[Data extracted from a collection]
::::

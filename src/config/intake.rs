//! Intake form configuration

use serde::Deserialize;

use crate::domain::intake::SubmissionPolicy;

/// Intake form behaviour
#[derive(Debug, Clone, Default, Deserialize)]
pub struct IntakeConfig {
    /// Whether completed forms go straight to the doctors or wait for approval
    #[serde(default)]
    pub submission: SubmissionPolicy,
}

::::

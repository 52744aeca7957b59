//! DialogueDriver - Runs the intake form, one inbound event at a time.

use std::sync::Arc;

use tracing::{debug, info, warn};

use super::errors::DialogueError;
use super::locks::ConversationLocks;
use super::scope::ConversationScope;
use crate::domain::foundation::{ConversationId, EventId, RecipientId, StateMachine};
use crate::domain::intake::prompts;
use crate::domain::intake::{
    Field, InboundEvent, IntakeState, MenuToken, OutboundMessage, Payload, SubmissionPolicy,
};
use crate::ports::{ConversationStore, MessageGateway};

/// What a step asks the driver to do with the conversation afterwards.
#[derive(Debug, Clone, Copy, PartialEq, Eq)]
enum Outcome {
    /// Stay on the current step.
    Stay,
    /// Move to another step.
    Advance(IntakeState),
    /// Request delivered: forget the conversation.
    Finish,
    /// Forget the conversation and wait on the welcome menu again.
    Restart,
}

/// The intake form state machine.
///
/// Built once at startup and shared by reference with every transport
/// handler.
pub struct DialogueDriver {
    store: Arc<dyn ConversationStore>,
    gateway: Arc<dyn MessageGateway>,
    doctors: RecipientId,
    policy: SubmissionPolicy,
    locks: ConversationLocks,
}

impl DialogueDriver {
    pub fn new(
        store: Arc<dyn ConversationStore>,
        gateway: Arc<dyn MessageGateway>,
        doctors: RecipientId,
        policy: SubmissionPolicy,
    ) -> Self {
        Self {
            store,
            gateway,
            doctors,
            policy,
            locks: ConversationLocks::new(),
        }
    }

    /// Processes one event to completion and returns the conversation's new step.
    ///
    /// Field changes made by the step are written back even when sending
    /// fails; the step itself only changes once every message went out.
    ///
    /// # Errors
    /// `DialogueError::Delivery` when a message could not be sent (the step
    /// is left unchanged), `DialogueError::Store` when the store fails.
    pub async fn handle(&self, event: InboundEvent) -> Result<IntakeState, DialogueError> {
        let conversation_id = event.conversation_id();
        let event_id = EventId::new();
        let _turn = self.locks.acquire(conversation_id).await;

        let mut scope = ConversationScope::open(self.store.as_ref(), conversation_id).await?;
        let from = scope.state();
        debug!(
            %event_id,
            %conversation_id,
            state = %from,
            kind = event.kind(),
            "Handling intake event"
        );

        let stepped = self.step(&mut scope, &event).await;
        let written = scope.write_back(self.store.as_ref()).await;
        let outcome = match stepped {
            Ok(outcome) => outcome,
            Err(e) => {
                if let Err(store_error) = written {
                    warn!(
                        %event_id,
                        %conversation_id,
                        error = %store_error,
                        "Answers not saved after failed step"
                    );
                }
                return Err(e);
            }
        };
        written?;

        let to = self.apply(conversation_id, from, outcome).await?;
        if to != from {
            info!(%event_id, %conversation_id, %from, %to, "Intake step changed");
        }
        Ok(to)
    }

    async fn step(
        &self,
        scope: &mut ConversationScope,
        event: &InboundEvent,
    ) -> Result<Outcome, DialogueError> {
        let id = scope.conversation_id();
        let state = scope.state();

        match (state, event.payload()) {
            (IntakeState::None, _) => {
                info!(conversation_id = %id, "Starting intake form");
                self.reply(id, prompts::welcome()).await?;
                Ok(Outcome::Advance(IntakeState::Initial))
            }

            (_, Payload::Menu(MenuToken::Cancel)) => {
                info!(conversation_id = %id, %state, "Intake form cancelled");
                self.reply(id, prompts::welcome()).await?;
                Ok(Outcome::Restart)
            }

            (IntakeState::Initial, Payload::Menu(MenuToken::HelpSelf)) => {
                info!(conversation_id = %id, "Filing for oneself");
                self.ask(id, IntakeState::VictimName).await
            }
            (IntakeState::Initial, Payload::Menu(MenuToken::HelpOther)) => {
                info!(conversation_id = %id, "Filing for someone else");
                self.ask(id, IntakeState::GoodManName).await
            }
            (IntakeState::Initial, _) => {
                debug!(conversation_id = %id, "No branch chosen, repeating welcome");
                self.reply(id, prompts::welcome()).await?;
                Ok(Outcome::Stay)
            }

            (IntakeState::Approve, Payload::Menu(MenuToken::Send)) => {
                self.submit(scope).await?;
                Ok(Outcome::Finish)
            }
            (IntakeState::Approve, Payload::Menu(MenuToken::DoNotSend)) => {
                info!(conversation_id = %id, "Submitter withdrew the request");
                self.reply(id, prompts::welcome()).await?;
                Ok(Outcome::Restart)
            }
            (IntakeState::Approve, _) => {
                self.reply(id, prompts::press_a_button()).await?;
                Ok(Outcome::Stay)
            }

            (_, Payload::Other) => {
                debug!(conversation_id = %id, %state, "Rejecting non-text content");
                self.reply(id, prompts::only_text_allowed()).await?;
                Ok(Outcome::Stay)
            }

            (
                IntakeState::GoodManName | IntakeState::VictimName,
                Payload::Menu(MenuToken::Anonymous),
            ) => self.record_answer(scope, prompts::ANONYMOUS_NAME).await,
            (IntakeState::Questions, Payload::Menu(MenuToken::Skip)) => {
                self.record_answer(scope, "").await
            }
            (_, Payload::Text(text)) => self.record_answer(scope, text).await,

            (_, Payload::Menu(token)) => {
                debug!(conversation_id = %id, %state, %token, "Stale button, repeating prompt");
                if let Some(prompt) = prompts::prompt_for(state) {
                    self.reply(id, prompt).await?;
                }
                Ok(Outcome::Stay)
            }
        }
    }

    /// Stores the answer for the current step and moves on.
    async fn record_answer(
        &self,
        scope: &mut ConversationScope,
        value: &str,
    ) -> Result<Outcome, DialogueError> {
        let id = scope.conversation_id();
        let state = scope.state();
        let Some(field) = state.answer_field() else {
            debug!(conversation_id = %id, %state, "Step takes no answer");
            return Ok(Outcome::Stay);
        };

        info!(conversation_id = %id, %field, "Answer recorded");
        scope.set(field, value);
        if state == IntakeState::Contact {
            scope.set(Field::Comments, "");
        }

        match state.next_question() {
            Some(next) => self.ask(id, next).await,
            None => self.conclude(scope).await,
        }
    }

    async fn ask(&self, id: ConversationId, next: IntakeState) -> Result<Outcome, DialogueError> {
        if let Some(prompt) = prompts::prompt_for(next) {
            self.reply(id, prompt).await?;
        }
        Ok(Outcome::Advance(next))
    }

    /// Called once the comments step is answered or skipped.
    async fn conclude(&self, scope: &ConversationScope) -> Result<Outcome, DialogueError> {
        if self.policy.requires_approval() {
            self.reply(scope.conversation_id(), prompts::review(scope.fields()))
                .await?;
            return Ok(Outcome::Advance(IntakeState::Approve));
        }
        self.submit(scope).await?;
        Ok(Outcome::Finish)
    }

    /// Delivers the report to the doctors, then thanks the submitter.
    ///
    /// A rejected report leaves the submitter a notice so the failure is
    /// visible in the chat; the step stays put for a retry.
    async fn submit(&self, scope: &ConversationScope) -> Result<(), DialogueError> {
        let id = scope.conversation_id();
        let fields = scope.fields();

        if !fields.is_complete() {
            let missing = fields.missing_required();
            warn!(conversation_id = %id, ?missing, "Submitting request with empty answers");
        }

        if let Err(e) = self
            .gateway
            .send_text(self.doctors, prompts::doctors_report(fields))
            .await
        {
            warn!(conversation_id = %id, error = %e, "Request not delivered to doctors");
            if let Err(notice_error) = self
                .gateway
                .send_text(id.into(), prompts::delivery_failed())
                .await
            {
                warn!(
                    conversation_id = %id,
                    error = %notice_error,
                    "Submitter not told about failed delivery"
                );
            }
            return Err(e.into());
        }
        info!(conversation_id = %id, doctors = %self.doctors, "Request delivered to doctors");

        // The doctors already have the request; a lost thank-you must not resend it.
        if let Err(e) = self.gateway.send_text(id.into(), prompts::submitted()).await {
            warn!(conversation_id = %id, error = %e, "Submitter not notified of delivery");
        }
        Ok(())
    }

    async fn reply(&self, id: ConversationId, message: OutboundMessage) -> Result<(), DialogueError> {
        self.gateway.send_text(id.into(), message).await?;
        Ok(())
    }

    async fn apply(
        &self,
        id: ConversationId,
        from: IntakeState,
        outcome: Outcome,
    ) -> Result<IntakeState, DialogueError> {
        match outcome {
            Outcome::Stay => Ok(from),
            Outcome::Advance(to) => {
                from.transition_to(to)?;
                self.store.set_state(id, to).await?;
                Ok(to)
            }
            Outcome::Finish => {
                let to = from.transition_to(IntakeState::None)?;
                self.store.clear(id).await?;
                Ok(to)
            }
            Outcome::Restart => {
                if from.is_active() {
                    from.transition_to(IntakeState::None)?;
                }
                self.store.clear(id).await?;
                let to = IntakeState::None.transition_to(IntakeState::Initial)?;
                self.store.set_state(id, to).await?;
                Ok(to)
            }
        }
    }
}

::::

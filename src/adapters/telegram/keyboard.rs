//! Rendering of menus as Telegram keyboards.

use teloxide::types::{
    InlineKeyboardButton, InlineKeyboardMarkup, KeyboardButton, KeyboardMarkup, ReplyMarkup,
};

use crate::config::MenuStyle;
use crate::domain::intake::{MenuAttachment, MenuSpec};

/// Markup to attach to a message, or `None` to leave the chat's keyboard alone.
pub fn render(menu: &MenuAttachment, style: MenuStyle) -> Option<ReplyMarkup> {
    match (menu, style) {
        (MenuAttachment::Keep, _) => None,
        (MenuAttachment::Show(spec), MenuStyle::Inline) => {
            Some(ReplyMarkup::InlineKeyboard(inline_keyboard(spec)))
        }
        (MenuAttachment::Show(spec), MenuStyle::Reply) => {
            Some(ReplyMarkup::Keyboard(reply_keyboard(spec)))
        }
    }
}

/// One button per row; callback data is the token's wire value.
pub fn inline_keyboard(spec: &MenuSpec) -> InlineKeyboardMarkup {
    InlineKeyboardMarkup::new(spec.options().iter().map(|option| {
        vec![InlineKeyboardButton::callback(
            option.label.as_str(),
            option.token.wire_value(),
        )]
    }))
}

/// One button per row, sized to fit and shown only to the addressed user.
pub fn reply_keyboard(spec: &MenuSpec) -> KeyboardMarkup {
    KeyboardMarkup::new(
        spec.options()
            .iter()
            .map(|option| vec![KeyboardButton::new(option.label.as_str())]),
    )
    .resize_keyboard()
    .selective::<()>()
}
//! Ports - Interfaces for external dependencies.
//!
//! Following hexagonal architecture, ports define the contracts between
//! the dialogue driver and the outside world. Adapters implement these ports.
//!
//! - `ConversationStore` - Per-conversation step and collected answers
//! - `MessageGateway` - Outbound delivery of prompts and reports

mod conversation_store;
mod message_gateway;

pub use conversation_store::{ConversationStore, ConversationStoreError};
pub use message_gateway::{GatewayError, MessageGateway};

::::

In the entries above, find each line that has the word "DialogueError". Copy it.

▶ _OUTPUT OF THE TASK_:
use super::errors::DialogueError;
    /// `DialogueError::Delivery` when a message could not be sent (the step
    /// is left unchanged), `DialogueError::Store` when the store fails.
    pub async fn handle(&self, event: InboundEvent) -> Result<IntakeState, DialogueError> {
    ) -> Result<Outcome, DialogueError> {
    ) -> Result<Outcome, DialogueError> {
    async fn ask(&self, id: ConversationId, next: IntakeState) -> Result<Outcome, DialogueError> {
    async fn conclude(&self, scope: &ConversationScope) -> Result<Outcome, DialogueError> {
    async fn submit(&self, scope: &ConversationScope) -> Result<(), DialogueError> {
    async fn reply(&self, id: ConversationId, message: OutboundMessage) -> Result<(), DialogueError> {
    ) -> Result<IntakeState, DialogueError> {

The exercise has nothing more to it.